🤖 AI Summary
This study addresses the significant gender bias present in multilingual, multimodal large speech models for emotion recognition and the lack of clarity regarding their fairness across languages and modalities. To tackle this, the authors construct a multilingual (English, Japanese, German) multimodal benchmark based on MELD-ST and propose ERM-MinMaxGAP, a novel approach that jointly optimizes emotion recognition performance and gender fairness. The method integrates empirical risk minimization with a MinMaxGAP regularization term and incorporates an adaptive fairness weighting mechanism. Experimental results demonstrate that the proposed approach improves emotion recognition accuracy by 5.5% and 5.0% in unimodal and multimodal settings, respectively, while simultaneously reducing gender bias gaps by 0.1% and 1.4%.
📝 Abstract
Speech emotion recognition (SER) systems can exhibit gender-related performance disparities, but how such bias manifests in multilingual speech LLMs across languages and modalities is unclear. We introduce a novel multilingual, multimodal benchmark built on MELD-ST, spanning English, Japanese, and German, to quantify language-specific SER performance and gender gaps.

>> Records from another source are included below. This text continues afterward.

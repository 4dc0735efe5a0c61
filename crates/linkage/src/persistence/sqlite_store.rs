//! SQLite-backed contact store
//!
//! Each unit of work wraps one `sqlx` transaction. Timestamps are stored as
//! fixed-width RFC 3339 text (microsecond precision, `Z` suffix) so that
//! ordering by the column matches ordering by time.

use async_trait::async_trait;
use chrono::{DateTime, SecondsFormat, Utc};
use common::persistence::{establish_sqlite_pool_with_retry, test_sqlite_connection_health};
use common::{ConnectionStats, DatabaseConfig, PersistenceError, PoolStats};
use sqlx::{sqlite::SqliteRow, Row, Sqlite, SqlitePool, Transaction};
use tracing::{debug, info};

use super::contact_store::{
    check_new_contact, check_reassignment, ContactStore, ContactUnitOfWork, StoreResult,
};
use super::entities::{Contact, LinkPrecedence, NewContact};

const CONTACT_COLUMNS: &str = "id, phone_number, email, linked_id, linked_precedence, \
                               created_at, updated_at, deleted_at";

const SCHEMA: &[&str] = &[
    r#"
    CREATE TABLE IF NOT EXISTS Contact (
        id INTEGER PRIMARY KEY AUTOINCREMENT,
        phone_number TEXT,
        email TEXT,
        linked_id INTEGER REFERENCES Contact (id),
        linked_precedence TEXT NOT NULL
            CHECK (linked_precedence IN ('primary', 'secondary')),
        created_at TEXT NOT NULL,
        updated_at TEXT NOT NULL,
        deleted_at TEXT,
        CHECK ((linked_precedence = 'primary') = (linked_id IS NULL))
    )
    "#,
    "CREATE INDEX IF NOT EXISTS idx_contact_email ON Contact (email)",
    "CREATE INDEX IF NOT EXISTS idx_contact_phone_number ON Contact (phone_number)",
    "CREATE INDEX IF NOT EXISTS idx_contact_linked_id ON Contact (linked_id)",
];

/// Contact store over a SQLite pool
#[derive(Clone)]
pub struct SqliteContactStore {
    pool: SqlitePool,
}

impl SqliteContactStore {
    /// Wrap an existing pool and make sure the schema exists
    pub async fn new(pool: SqlitePool) -> StoreResult<Self> {
        let store = Self { pool };
        store.run_migrations().await?;
        Ok(store)
    }

    /// Open the pool described by `config`, creating the schema when configured to
    pub async fn connect(config: &DatabaseConfig) -> StoreResult<Self> {
        let pool = establish_sqlite_pool_with_retry(config).await?;
        let store = Self { pool };
        if config.run_migrations {
            store.run_migrations().await?;
        }
        Ok(store)
    }

    /// Get access to the underlying database pool
    pub fn pool(&self) -> &SqlitePool {
        &self.pool
    }

    async fn run_migrations(&self) -> StoreResult<()> {
        info!("Running contact store migrations");

        for statement in SCHEMA {
            sqlx::query(statement)
                .execute(&self.pool)
                .await
                .map_err(|e| PersistenceError::MigrationFailed {
                    details: e.to_string(),
                })?;
        }

        info!("Contact store migrations completed");
        Ok(())
    }
}

#[async_trait]
impl ContactStore for SqliteContactStore {
    async fn begin(&self) -> StoreResult<Box<dyn ContactUnitOfWork>> {
        let tx = self
            .pool
            .begin()
            .await
            .map_err(|e| PersistenceError::from_sqlx("begin transaction", e))?;
        Ok(Box::new(SqliteUnitOfWork { tx }))
    }

    async fn count(&self) -> StoreResult<u64> {
        let count: i64 = sqlx::query_scalar("SELECT COUNT(*) FROM Contact")
            .fetch_one(&self.pool)
            .await
            .map_err(|e| PersistenceError::from_sqlx("count contacts", e))?;
        Ok(count as u64)
    }

    async fn health_check(&self) -> StoreResult<()> {
        test_sqlite_connection_health(&self.pool).await
    }

    fn connection_stats(&self) -> Option<ConnectionStats> {
        Some(self.pool.connection_stats())
    }
}

/// One open SQLite transaction
pub struct SqliteUnitOfWork {
    tx: Transaction<'static, Sqlite>,
}

#[async_trait]
impl ContactUnitOfWork for SqliteUnitOfWork {
    async fn find_matching(&mut self, email: &str, phone_number: &str) -> StoreResult<Vec<Contact>> {
        let query = format!(
            "SELECT {CONTACT_COLUMNS} FROM Contact \
             WHERE email = ? OR phone_number = ? \
             ORDER BY created_at ASC, id ASC"
        );

        let rows = sqlx::query(&query)
            .bind(email)
            .bind(phone_number)
            .fetch_all(&mut *self.tx)
            .await
            .map_err(|e| PersistenceError::from_sqlx("find_matching", e))?;

        let contacts = rows
            .iter()
            .map(row_to_contact)
            .collect::<StoreResult<Vec<_>>>()?;

        debug!(
            email = %email,
            phone_number = %phone_number,
            matched = contacts.len(),
            "Matched existing contacts"
        );
        Ok(contacts)
    }

    async fn insert(&mut self, contact: &NewContact) -> StoreResult<i64> {
        check_new_contact(contact)?;
        let now = encode_timestamp(Utc::now());

        let result = sqlx::query(
            r#"
            INSERT INTO Contact (
                phone_number, email, linked_id, linked_precedence, created_at, updated_at
            ) VALUES (?, ?, ?, ?, ?, ?)
            "#,
        )
        .bind(&contact.phone_number)
        .bind(&contact.email)
        .bind(contact.linked_id)
        .bind(contact.link_precedence.as_str())
        .bind(&now)
        .bind(&now)
        .execute(&mut *self.tx)
        .await
        .map_err(|e| PersistenceError::from_sqlx("insert contact", e))?;

        Ok(result.last_insert_rowid())
    }

    async fn fetch(&mut self, id: i64) -> StoreResult<Contact> {
        let query = format!("SELECT {CONTACT_COLUMNS} FROM Contact WHERE id = ?");

        let row = sqlx::query(&query)
            .bind(id)
            .fetch_optional(&mut *self.tx)
            .await
            .map_err(|e| PersistenceError::from_sqlx("fetch contact", e))?
            .ok_or_else(|| PersistenceError::NotFound {
                details: format!("contact {id}"),
            })?;

        row_to_contact(&row)
    }

    async fn reassign_precedence(
        &mut self,
        id: i64,
        precedence: LinkPrecedence,
        linked_id: Option<i64>,
    ) -> StoreResult<()> {
        check_reassignment(id, precedence, linked_id)?;

        let result = sqlx::query(
            "UPDATE Contact SET linked_precedence = ?, linked_id = ?, updated_at = ? WHERE id = ?",
        )
        .bind(precedence.as_str())
        .bind(linked_id)
        .bind(encode_timestamp(Utc::now()))
        .bind(id)
        .execute(&mut *self.tx)
        .await
        .map_err(|e| PersistenceError::from_sqlx("reassign precedence", e))?;

        if result.rows_affected() == 0 {
            return Err(PersistenceError::NotFound {
                details: format!("contact {id}"),
            });
        }
        Ok(())
    }

    async fn relink_all(&mut self, old_linked_id: i64, new_linked_id: i64) -> StoreResult<u64> {
        let result =
            sqlx::query("UPDATE Contact SET linked_id = ?, updated_at = ? WHERE linked_id = ?")
                .bind(new_linked_id)
                .bind(encode_timestamp(Utc::now()))
                .bind(old_linked_id)
                .execute(&mut *self.tx)
                .await
                .map_err(|e| PersistenceError::from_sqlx("relink contacts", e))?;

        Ok(result.rows_affected())
    }

    async fn commit(self: Box<Self>) -> StoreResult<()> {
        self.tx
            .commit()
            .await
            .map_err(|e| PersistenceError::TransactionFailed {
                details: format!("commit failed: {e}"),
            })
    }

    async fn rollback(self: Box<Self>) -> StoreResult<()> {
        self.tx
            .rollback()
            .await
            .map_err(|e| PersistenceError::TransactionFailed {
                details: format!("rollback failed: {e}"),
            })
    }
}

fn encode_timestamp(ts: DateTime<Utc>) -> String {
    ts.to_rfc3339_opts(SecondsFormat::Micros, true)
}

fn decode_timestamp(column: &str, raw: &str) -> StoreResult<DateTime<Utc>> {
    DateTime::parse_from_rfc3339(raw)
        .map(|ts| ts.with_timezone(&Utc))
        .map_err(|e| PersistenceError::DataCorruption {
            location: format!("Contact.{column}"),
            details: format!("{raw:?}: {e}"),
        })
}

fn row_to_contact(row: &SqliteRow) -> StoreResult<Contact> {
    let get_err = |e: sqlx::Error| PersistenceError::DataCorruption {
        location: "Contact".to_string(),
        details: e.to_string(),
    };

    let precedence: String = row.try_get("linked_precedence").map_err(get_err)?;
    let created_at: String = row.try_get("created_at").map_err(get_err)?;
    let updated_at: String = row.try_get("updated_at").map_err(get_err)?;
    let deleted_at: Option<String> = row.try_get("deleted_at").map_err(get_err)?;

    Ok(Contact {
        id: row.try_get("id").map_err(get_err)?,
        phone_number: row.try_get("phone_number").map_err(get_err)?,
        email: row.try_get("email").map_err(get_err)?,
        linked_id: row.try_get("linked_id").map_err(get_err)?,
        link_precedence: precedence
            .parse::<LinkPrecedence>()
            .map_err(|e: common::ValidationError| PersistenceError::DataCorruption {
                location: "Contact.linked_precedence".to_string(),
                details: e.to_string(),
            })?,
        created_at: decode_timestamp("created_at", &created_at)?,
        updated_at: decode_timestamp("updated_at", &updated_at)?,
        deleted_at: deleted_at
            .as_deref()
            .map(|raw| decode_timestamp("deleted_at", raw))
            .transpose()?,
    })
}

#[cfg(test)]
mod tests {
    use super::*;
    use common::persistence::establish_sqlite_pool;

    async fn memory_store() -> SqliteContactStore {
        let pool = establish_sqlite_pool(&DatabaseConfig::in_memory())
            .await
            .expect("Should open in-memory pool");
        SqliteContactStore::new(pool)
            .await
            .expect("Should create store")
    }

    async fn seed_primary(store: &SqliteContactStore, email: &str, phone: &str) -> i64 {
        let mut uow = store.begin().await.unwrap();
        let id = uow.insert(&NewContact::primary(email, phone)).await.unwrap();
        uow.commit().await.unwrap();
        id
    }

    #[tokio::test]
    async fn test_insert_and_fetch_round_trip() {
        let store = memory_store().await;
        let mut uow = store.begin().await.unwrap();

        let id = uow
            .insert(&NewContact::primary("lorraine@hillvalley.edu", "123456"))
            .await
            .unwrap();
        let contact = uow.fetch(id).await.unwrap();

        assert_eq!(contact.id, id);
        assert_eq!(contact.email.as_deref(), Some("lorraine@hillvalley.edu"));
        assert_eq!(contact.phone_number.as_deref(), Some("123456"));
        assert!(contact.is_primary());
        assert_eq!(contact.linked_id, None);
        assert!(contact.deleted_at.is_none());
        uow.commit().await.unwrap();

        assert_eq!(store.count().await.unwrap(), 1);
        assert!(store.health_check().await.is_ok());
        assert_eq!(store.connection_stats().unwrap().max_connections, 1);
    }

    #[tokio::test]
    async fn test_find_matching_is_ordered_by_age() {
        let store = memory_store().await;
        let first = seed_primary(&store, "a@x", "1").await;
        let second = seed_primary(&store, "b@y", "2").await;
        let _unrelated = seed_primary(&store, "c@z", "3").await;

        let mut uow = store.begin().await.unwrap();
        let matches = uow.find_matching("a@x", "2").await.unwrap();
        let ids: Vec<i64> = matches.iter().map(|c| c.id).collect();
        assert_eq!(ids, vec![first, second]);

        assert!(uow.find_matching("nobody@x", "0").await.unwrap().is_empty());
    }

    #[tokio::test]
    async fn test_reassign_and_relink() {
        let store = memory_store().await;
        let elder = seed_primary(&store, "a@x", "1").await;
        let junior = seed_primary(&store, "b@y", "2").await;

        let mut uow = store.begin().await.unwrap();
        let dependent = uow
            .insert(&NewContact::secondary("b@y", "3", junior))
            .await
            .unwrap();

        uow.reassign_precedence(junior, LinkPrecedence::Secondary, Some(elder))
            .await
            .unwrap();
        let relinked = uow.relink_all(junior, elder).await.unwrap();
        assert_eq!(relinked, 1);

        let demoted = uow.fetch(junior).await.unwrap();
        assert!(demoted.is_secondary());
        assert_eq!(demoted.linked_id, Some(elder));
        assert_eq!(uow.fetch(dependent).await.unwrap().linked_id, Some(elder));
        uow.commit().await.unwrap();
    }

    #[tokio::test]
    async fn test_reassign_missing_contact_is_not_found() {
        let store = memory_store().await;
        let elder = seed_primary(&store, "a@x", "1").await;

        let mut uow = store.begin().await.unwrap();
        let result = uow
            .reassign_precedence(elder + 100, LinkPrecedence::Secondary, Some(elder))
            .await;
        assert!(matches!(result, Err(PersistenceError::NotFound { .. })));
    }

    #[tokio::test]
    async fn test_dropped_unit_of_work_rolls_back() {
        let store = memory_store().await;

        {
            let mut uow = store.begin().await.unwrap();
            uow.insert(&NewContact::primary("a@x", "1")).await.unwrap();
        }

        let mut uow = store.begin().await.unwrap();
        uow.insert(&NewContact::primary("b@y", "2")).await.unwrap();
        uow.rollback().await.unwrap();

        assert_eq!(store.count().await.unwrap(), 0);
    }

    #[tokio::test]
    async fn test_secondary_without_link_is_rejected() {
        let store = memory_store().await;
        let mut uow = store.begin().await.unwrap();

        let mut broken = NewContact::primary("a@x", "1");
        broken.link_precedence = LinkPrecedence::Secondary;
        let result = uow.insert(&broken).await;
        assert!(matches!(
            result,
            Err(PersistenceError::ConstraintViolation { .. })
        ));
    }

    #[test]
    fn test_timestamp_encoding_sorts_chronologically() {
        let earlier = Utc::now();
        let later = earlier + chrono::Duration::microseconds(1);
        assert!(encode_timestamp(earlier) < encode_timestamp(later));

        let decoded = decode_timestamp("created_at", &encode_timestamp(earlier)).unwrap();
        assert_eq!(decoded.timestamp_micros(), earlier.timestamp_micros());
        assert!(decode_timestamp("created_at", "yesterday").is_err());
    }
}
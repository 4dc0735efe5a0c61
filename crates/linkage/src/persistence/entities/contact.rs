use chrono::{DateTime, Utc};
use common::ValidationError;
use serde::{Deserialize, Serialize};
use std::cmp::Ordering;
use std::fmt;
use std::str::FromStr;

/// Role of a contact inside its cluster
#[derive(Debug, Clone, Copy, PartialEq, Eq, Hash, Serialize, Deserialize)]
#[serde(rename_all = "lowercase")]
pub enum LinkPrecedence {
    Primary,
    Secondary,
}

impl LinkPrecedence {
    /// Value stored in the `linked_precedence` column
    pub fn as_str(&self) -> &'static str {
        match self {
            LinkPrecedence::Primary => "primary",
            LinkPrecedence::Secondary => "secondary",
        }
    }
}

impl fmt::Display for LinkPrecedence {
    fn fmt(&self, f: &mut fmt::Formatter<'_>) -> fmt::Result {
        f.write_str(self.as_str())
    }
}

impl FromStr for LinkPrecedence {
    type Err = ValidationError;

    fn from_str(s: &str) -> Result<Self, Self::Err> {
        match s {
            "primary" => Ok(LinkPrecedence::Primary),
            "secondary" => Ok(LinkPrecedence::Secondary),
            other => Err(ValidationError::InvalidEnum {
                enum_name: "linked_precedence".to_string(),
                value: other.to_string(),
            }),
        }
    }
}

/// A single observed identity fact
#[derive(Debug, Clone, PartialEq, Eq, Serialize, Deserialize)]
pub struct Contact {
    pub id: i64,
    pub phone_number: Option<String>,
    pub email: Option<String>,
    pub linked_id: Option<i64>,
    pub link_precedence: LinkPrecedence,
    pub created_at: DateTime<Utc>,
    pub updated_at: DateTime<Utc>,
    pub deleted_at: Option<DateTime<Utc>>,
}

impl Contact {
    pub fn is_primary(&self) -> bool {
        matches!(self.link_precedence, LinkPrecedence::Primary)
    }

    pub fn is_secondary(&self) -> bool {
        matches!(self.link_precedence, LinkPrecedence::Secondary)
    }

    /// Whether this record carries exactly the observed pair
    pub fn carries(&self, email: &str, phone_number: &str) -> bool {
        self.email.as_deref() == Some(email) && self.phone_number.as_deref() == Some(phone_number)
    }

    /// Age ordering: earlier `created_at` first, smaller `id` on ties
    pub fn age_cmp(&self, other: &Contact) -> Ordering {
        self.created_at
            .cmp(&other.created_at)
            .then_with(|| self.id.cmp(&other.id))
    }

    /// Turn this record into a secondary of `primary_id`
    pub fn demote_to(&mut self, primary_id: i64) {
        self.link_precedence = LinkPrecedence::Secondary;
        self.linked_id = Some(primary_id);
        self.updated_at = Utc::now();
    }
}

/// Values for a contact that has not been stored yet
#[derive(Debug, Clone, PartialEq, Eq)]
pub struct NewContact {
    pub phone_number: String,
    pub email: String,
    pub link_precedence: LinkPrecedence,
    pub linked_id: Option<i64>,
}

impl NewContact {
    pub fn primary(email: impl Into<String>, phone_number: impl Into<String>) -> Self {
        Self {
            phone_number: phone_number.into(),
            email: email.into(),
            link_precedence: LinkPrecedence::Primary,
            linked_id: None,
        }
    }

    pub fn secondary(
        email: impl Into<String>,
        phone_number: impl Into<String>,
        primary_id: i64,
    ) -> Self {
        Self {
            phone_number: phone_number.into(),
            email: email.into(),
            link_precedence: LinkPrecedence::Secondary,
            linked_id: Some(primary_id),
        }
    }

    /// A link target is present exactly when the contact is secondary
    pub fn check_link(&self) -> Result<(), ValidationError> {
        match (self.link_precedence, self.linked_id) {
            (LinkPrecedence::Primary, None) | (LinkPrecedence::Secondary, Some(_)) => Ok(()),
            (LinkPrecedence::Primary, Some(_)) => Err(ValidationError::ConstraintViolation {
                field: "linked_id".to_string(),
                constraint: "primary contacts cannot link to another contact".to_string(),
            }),
            (LinkPrecedence::Secondary, None) => Err(ValidationError::ConstraintViolation {
                field: "linked_id".to_string(),
                constraint: "secondary contacts must link to a primary".to_string(),
            }),
        }
    }
}

#[cfg(test)]
pub(crate) fn contact_at(
    id: i64,
    email: &str,
    phone_number: &str,
    link_precedence: LinkPrecedence,
    linked_id: Option<i64>,
    created_at: DateTime<Utc>,
) -> Contact {
    Contact {
        id,
        phone_number: Some(phone_number.to_string()),
        email: Some(email.to_string()),
        linked_id,
        link_precedence,
        created_at,
        updated_at: created_at,
        deleted_at: None,
    }
}
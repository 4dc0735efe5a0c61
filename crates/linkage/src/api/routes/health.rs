//! Health check route

use axum::{extract::State, Json};

use crate::api::types::HealthResponse;
use crate::api::ApiState;
use crate::error::Result;

/// Report store reachability and the number of stored contacts
pub async fn health_check(State(state): State<ApiState>) -> Result<Json<HealthResponse>> {
    let store = state.resolver.store();
    store.health_check().await?;
    let contacts = store.count().await?;

    Ok(Json(HealthResponse {
        status: "healthy".to_string(),
        version: crate::VERSION.to_string(),
        contacts,
        connections: store.connection_stats(),
        timestamp: chrono::Utc::now(),
    }))
}
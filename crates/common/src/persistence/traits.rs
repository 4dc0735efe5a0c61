//! # Persistence Traits
//!
//! Core traits for database pool inspection.

use serde::{Deserialize, Serialize};

/// Connection pool statistics
#[derive(Debug, Clone, Serialize, Deserialize, PartialEq, Eq)]
pub struct ConnectionStats {
    pub active_connections: u32,
    pub idle_connections: u32,
    pub max_connections: u32,
}

/// Anything that can report on its connection pool
pub trait PoolStats {
    fn connection_stats(&self) -> ConnectionStats;
}
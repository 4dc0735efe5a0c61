//! Structured logging functions

use tracing::{debug, error, info, warn};

/// Log a brand-new primary contact
pub fn log_contact_created(contact_id: i64, email: &str, phone_number: &str) {
    info!(
        contact_id = contact_id,
        email = %email,
        phone_number = %phone_number,
        "Primary contact created"
    );
}

/// Log a secondary contact attached to an existing primary
pub fn log_secondary_linked(contact_id: i64, primary_id: i64) {
    info!(
        contact_id = contact_id,
        primary_id = primary_id,
        "Secondary contact linked"
    );
}

/// Log two clusters collapsing into one
pub fn log_clusters_merged(elder_id: i64, junior_id: i64, relinked: u64) {
    info!(
        elder_id = elder_id,
        junior_id = junior_id,
        relinked = relinked,
        "Contact clusters merged"
    );
}

/// Log an observation that added nothing new
pub fn log_duplicate_observation(primary_id: i64, matched: usize) {
    debug!(
        primary_id = primary_id,
        matched = matched,
        "Exact duplicate observation, no mutation"
    );
}

/// Log a broken cluster invariant found while resolving
pub fn log_consistency_violation(email: &str, phone_number: &str, primaries: &[i64]) {
    error!(
        email = %email,
        phone_number = %phone_number,
        ?primaries,
        "Contact store violates the single-primary invariant"
    );
}

/// Log a resolution abandoned because the store failed
pub fn log_resolution_failed(stage: &str, reason: &str) {
    warn!(
        stage = %stage,
        reason = %reason,
        "Identity resolution failed, unit of work rolled back"
    );
}
//! # Configuration Loader
//!
//! Figment-based configuration loading with layered support:
//! 1. Compiled defaults
//! 2. Configuration file (TOML)
//! 3. Environment variable overrides
//!
//! Supports automatic environment variable mapping with prefixes.

use crate::error::ConfigurationError;
use figment::{
    providers::{Env, Format, Serialized, Toml},
    Figment,
};
use serde::de::DeserializeOwned;
use std::path::{Path, PathBuf};
use tracing::{debug, info, warn};

/// Default configuration file name
pub const DEFAULT_CONFIG_FILE: &str = "linkage.toml";

/// Environment variable prefix for Linkage
pub const DEFAULT_ENV_PREFIX: &str = "LINKAGE";

/// Environment variable naming an explicit configuration file
pub const CONFIG_PATH_ENV: &str = "LINKAGE_CONFIG_PATH";

/// Load configuration from specific file
///
/// The file must exist; environment overrides still apply on top of it.
pub fn load_from_file<T>(path: &Path) -> Result<T, ConfigurationError>
where
    T: Default + DeserializeOwned + serde::Serialize,
{
    let options = LoadOptions {
        config_path: Some(path.to_path_buf()),
        env_prefix: DEFAULT_ENV_PREFIX.to_string(),
        require_file: true,
    };
    load_config_with_options::<T>(options)
}

/// Configuration loading options
#[derive(Debug, Clone)]
pub struct LoadOptions {
    /// Optional path to configuration file
    pub config_path: Option<PathBuf>,
    /// Environment variable prefix
    pub env_prefix: String,
    /// Whether configuration file is required
    pub require_file: bool,
}

impl Default for LoadOptions {
    fn default() -> Self {
        Self {
            config_path: None,
            env_prefix: DEFAULT_ENV_PREFIX.to_string(),
            require_file: false,
        }
    }
}

/// Load configuration with custom options
///
/// # Configuration Layer Priority (highest to lowest)
/// 1. Environment variables (`<prefix>_*`)
/// 2. Configuration file (explicit path, `LINKAGE_CONFIG_PATH`, or a default location)
/// 3. Compiled defaults
///
/// Nested fields use a double underscore: `LINKAGE_DATABASE__URL`.
pub fn load_config_with_options<T>(options: LoadOptions) -> Result<T, ConfigurationError>
where
    T: Default + DeserializeOwned + serde::Serialize,
{
    info!("Loading configuration with options: {:?}", options);

    let mut figment = Figment::new().merge(Serialized::defaults(T::default()));

    let config_path = determine_config_path(options.config_path)?;

    if let Some(path) = &config_path {
        if path.exists() {
            info!("Loading configuration from file: {}", path.display());
            figment = add_file_provider(figment, path)?;
        } else if options.require_file {
            return Err(ConfigurationError::FileNotFound {
                path: path.display().to_string(),
            });
        } else {
            warn!(
                "Configuration file not found: {} (using defaults)",
                path.display()
            );
        }
    }

    debug!(
        "Loading environment variables with prefix: {}",
        options.env_prefix
    );
    figment = figment.merge(
        Env::prefixed(&format!("{}_", options.env_prefix))
            .split("__")
            .ignore(&["CONFIG_PATH"]),
    );

    let config: T = figment
        .extract()
        .map_err(|err| ConfigurationError::ParseError {
            details: format!("Failed to parse configuration: {err}"),
        })?;

    info!("Configuration loaded successfully");
    debug!(
        "Configuration loaded from {} sources",
        figment.metadata().count()
    );

    Ok(config)
}

/// Determine configuration file path with fallback logic
fn determine_config_path(
    override_path: Option<PathBuf>,
) -> Result<Option<PathBuf>, ConfigurationError> {
    if let Some(path) = override_path {
        return Ok(Some(path));
    }

    if let Ok(env_path) = std::env::var(CONFIG_PATH_ENV) {
        let path = PathBuf::from(env_path);
        debug!("Using config path from environment: {}", path.display());
        return Ok(Some(path));
    }

    let current_dir_config = std::env::current_dir()
        .map_err(|e| ConfigurationError::EnvironmentError {
            var: "current_dir".to_string(),
            details: e.to_string(),
        })?
        .join(DEFAULT_CONFIG_FILE);

    if current_dir_config.exists() {
        debug!(
            "Found config file in current directory: {}",
            current_dir_config.display()
        );
        return Ok(Some(current_dir_config));
    }

    let config_locations = [
        "/etc/linkage/linkage.toml",
        "~/.config/linkage/linkage.toml",
        "./config/linkage.toml",
    ];

    for location in &config_locations {
        let path = expand_path(location)?;
        if path.exists() {
            debug!("Found config file at: {}", path.display());
            return Ok(Some(path));
        }
    }

    debug!("No configuration file found, using defaults");
    Ok(None)
}

/// Add file provider to figment based on file extension
fn add_file_provider(figment: Figment, path: &Path) -> Result<Figment, ConfigurationError> {
    let extension = path
        .extension()
        .and_then(|ext| ext.to_str())
        .unwrap_or("toml");

    match extension.to_lowercase().as_str() {
        "toml" => Ok(figment.merge(Toml::file(path))),
        _ => Err(ConfigurationError::ParseError {
            details: format!(
                "Unsupported configuration file format: {extension} (supported: toml)"
            ),
        }),
    }
}

/// Expand a leading tilde to `$HOME`
fn expand_path(path: &str) -> Result<PathBuf, ConfigurationError> {
    let expanded = if path.starts_with('~') {
        if let Ok(home) = std::env::var("HOME") {
            path.replacen('~', &home, 1)
        } else {
            return Err(ConfigurationError::EnvironmentError {
                var: "HOME".to_string(),
                details: "HOME environment variable not set".to_string(),
            });
        }
    } else {
        path.to_string()
    };

    Ok(PathBuf::from(expanded))
}
//! # Configuration Abstractions
//!
//! Layered configuration loading and the configuration sections shared by
//! every Linkage binary.

pub mod loader;
pub mod traits;
pub mod types;

// Re-export commonly used types
pub use loader::*;
pub use traits::*;
pub use types::*;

We find bias is strongly language-dependent, and multimodal fusion does not reliably improve fairness. To address these, we propose ERM-MinMaxGAP, a fairness-informed training objective, which augments empirical risk minimization (ERM) with a proposed adaptive fairness weight mechanism and a novel MinMaxGAP regularizer on the maximum male-female loss gap within each language and modality. Building upon the Qwen2-Audio backbone, our ERM-MinMaxGAP approach improves multilingual SER performance by 5.5% and 5.0% while reducing the overall gender bias gap by 0.1% and 1.4% in the unimodal and multimodal settings, respectively.